A proposed open-air facility in Central Park had been written off because of the security risk; so had a plan to drop field officers in wet suits through a gate on a raft on the East River. Finally, the Company’s planners had settled on Grand Central Station. The terminus had been built before the Real’s history had diverged from that of all other known, inhabited sheaves, and in almost every sheaf, as in the Real, the station’s powerhouse at 49th Street had been demolished when the railroad switched its supply of steam and electrical power to Con Edison in the late 1920s, leading to the disuse of a loading platform and ancillary spaces in the two levels beneath it.

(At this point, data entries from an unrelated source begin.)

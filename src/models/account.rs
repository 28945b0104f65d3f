//! Login accounts (gatekeepers and above) and session claims

use chrono::{DateTime, Utc};
use serde::{Deserialize, Serialize};
use sqlx::FromRow;
use utoipa::ToSchema;
use validator::Validate;

use super::enums::RankName;
use super::rank::{ActiveRanks, Tier};
use crate::error::AppError;

/// Account record
#[derive(Debug, Clone, Serialize, Deserialize, FromRow, ToSchema)]
pub struct Account {
    pub id: i32,
    pub member_id: i32,
    pub username: String,
    /// Hashed password (argon2)
    #[serde(skip_serializing)]
    pub password_hash: String,
    pub is_active: bool,
    pub is_staff: bool,
    pub last_login: Option<DateTime<Utc>>,
    pub created_at: DateTime<Utc>,
}

/// Account signup request
#[derive(Debug, Deserialize, Validate, ToSchema)]
pub struct SignupRequest {
    #[validate(email(message = "Invalid email format"))]
    pub email: String,
    #[validate(length(min = 3, max = 150, message = "Username must be 3-150 characters"))]
    pub username: String,
    #[validate(length(min = 8, message = "Password must be at least 8 characters"))]
    pub password: String,
}

#[derive(Debug, Deserialize, ToSchema)]
pub struct LoginRequest {
    pub username: String,
    pub password: String,
}

#[derive(Debug, Deserialize, ToSchema)]
pub struct TokenRequest {
    pub token: String,
}

#[derive(Debug, Deserialize, Validate, ToSchema)]
pub struct PasswordChangeRequest {
    pub current_password: String,
    #[validate(length(min = 8, message = "Password must be at least 8 characters"))]
    pub new_password: String,
}

#[derive(Debug, Deserialize, Validate, ToSchema)]
pub struct PasswordResetRequest {
    #[validate(email(message = "Invalid email format"))]
    pub email: String,
}

#[derive(Debug, Deserialize, Validate, ToSchema)]
pub struct PasswordResetConfirm {
    pub token: String,
    #[validate(length(min = 8, message = "Password must be at least 8 characters"))]
    pub new_password: String,
}

/// JWT claims for an authenticated session.
///
/// The token only identifies the account; `ranks` is never encoded and is
/// filled in from the member's current assignments on every request.
#[derive(Debug, Clone, Serialize, Deserialize)]
pub struct SessionClaims {
    pub sub: String,
    pub account_id: i32,
    pub member_id: i32,
    #[serde(skip)]
    pub ranks: Vec<RankName>,
    pub exp: i64,
    pub iat: i64,
}

impl SessionClaims {
    pub fn create_token(&self, secret: &str) -> Result<String, jsonwebtoken::errors::Error> {
        use jsonwebtoken::{encode, EncodingKey, Header};
        encode(
            &Header::default(),
            self,
            &EncodingKey::from_secret(secret.as_bytes()),
        )
    }

    pub fn from_token(token: &str, secret: &str) -> Result<Self, jsonwebtoken::errors::Error> {
        use jsonwebtoken::{decode, DecodingKey, Validation};
        let token_data = decode::<Self>(
            token,
            &DecodingKey::from_secret(secret.as_bytes()),
            &Validation::default(),
        )?;
        Ok(token_data.claims)
    }

    /// Attach the ranks the member holds now. Sessions of deactivated
    /// accounts, excluded members and lapsed gatekeepers are refused.
    pub fn with_current_ranks(mut self, account: &Account, ranks: ActiveRanks) -> Result<Self, AppError> {
        if account.id != self.account_id
            || account.member_id != self.member_id
            || !account.is_active
            || ranks.is_excluded()
            || !ranks.is_gatekeeper()
        {
            return Err(AppError::Authentication("Session is no longer valid".to_string()));
        }
        self.ranks = ranks.0;
        Ok(self)
    }

    pub fn ranks(&self) -> ActiveRanks {
        ActiveRanks(self.ranks.clone())
    }

    pub fn tier(&self) -> Tier {
        self.ranks().tier()
    }

    pub fn is_committee(&self) -> bool {
        self.tier() >= Tier::Committee
    }

    fn require_tier(&self, tier: Tier, what: &str) -> Result<(), AppError> {
        if self.tier() >= tier {
            Ok(())
        } else {
            Err(AppError::Authorization(format!("{} access required", what)))
        }
    }

    pub fn require_gatekeeper(&self) -> Result<(), AppError> {
        self.require_tier(Tier::Gatekeeper, "Gatekeeper")
    }

    pub fn require_committee(&self) -> Result<(), AppError> {
        self.require_tier(Tier::Committee, "Committee")
    }

    pub fn require_executive(&self) -> Result<(), AppError> {
        self.require_tier(Tier::Executive, "Executive")
    }

    pub fn require_librarian(&self) -> Result<(), AppError> {
        if self.ranks().is_librarian() {
            Ok(())
        } else {
            Err(AppError::Authorization("Librarian access required".to_string()))
        }
    }
}

/// Current account info
#[derive(Debug, Serialize, ToSchema)]
pub struct AccountInfo {
    pub account_id: i32,
    pub member_id: i32,
    pub username: String,
    pub display_name: String,
    pub ranks: Vec<RankName>,
    pub tier: Tier,
    pub is_staff: bool,
}

#[cfg(test)]
mod tests {
    use super::*;

    fn claims(ranks: Vec<RankName>) -> SessionClaims {
        let now = Utc::now().timestamp();
        SessionClaims {
            sub: "gk".into(),
            account_id: 1,
            member_id: 2,
            ranks,
            exp: now + 3600,
            iat: now,
        }
    }

    fn account(is_active: bool) -> Account {
        Account {
            id: 1,
            member_id: 2,
            username: "gk".into(),
            password_hash: String::new(),
            is_active,
            is_staff: false,
            last_login: None,
            created_at: Utc::now(),
        }
    }

    #[test]
    fn test_token_carries_identity_only() {
        let token = claims(vec![RankName::Gatekeeper]).create_token("secret").unwrap();
        let parsed = SessionClaims::from_token(&token, "secret").unwrap();
        assert_eq!(parsed.account_id, 1);
        assert_eq!(parsed.member_id, 2);
        assert!(parsed.ranks.is_empty());
        assert!(SessionClaims::from_token(&token, "other").is_err());
    }

    #[test]
    fn test_president_session_refused_once_excluded() {
        let token = claims(vec![RankName::President]).create_token("secret").unwrap();

        let president = SessionClaims::from_token(&token, "secret")
            .unwrap()
            .with_current_ranks(&account(true), ActiveRanks(vec![RankName::President]))
            .unwrap();
        assert!(president.require_executive().is_ok());

        let excluded = SessionClaims::from_token(&token, "secret")
            .unwrap()
            .with_current_ranks(
                &account(true),
                ActiveRanks(vec![RankName::Excluded, RankName::President]),
            );
        assert!(matches!(excluded, Err(AppError::Authentication(_))));
    }

    #[test]
    fn test_session_refused_for_deactivated_account() {
        let session = claims(vec![]).with_current_ranks(&account(false), ActiveRanks(vec![RankName::Gatekeeper]));
        assert!(matches!(session, Err(AppError::Authentication(_))));
    }

    #[test]
    fn test_session_refused_once_gatekeeper_rank_expires() {
        let session = claims(vec![]).with_current_ranks(&account(true), ActiveRanks(vec![RankName::LifeMember]));
        assert!(session.is_err());
    }

    #[test]
    fn test_requirements() {
        let gk = claims(vec![RankName::Gatekeeper]);
        assert!(gk.require_gatekeeper().is_ok());
        assert!(gk.require_committee().is_err());
        assert!(gk.require_librarian().is_err());

        let librarian = claims(vec![RankName::Librarian, RankName::Committee]);
        assert!(librarian.require_committee().is_ok());
        assert!(librarian.require_librarian().is_ok());
        assert!(librarian.require_executive().is_err());
    }
}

That was where a clandestine interchange with gates to five different sheafs had been built in the Real. In the American Bund sheaf, the gate was accessed by a freight elevator in the 49th Street side of the Waldorf-Astoria Hotel, which before the revolution had housed the New York offices of the FBI. The sedan drove straight into the elevator, which clankingly descended to a loading platform one level underground where a posse of men in colourful suits was waiting.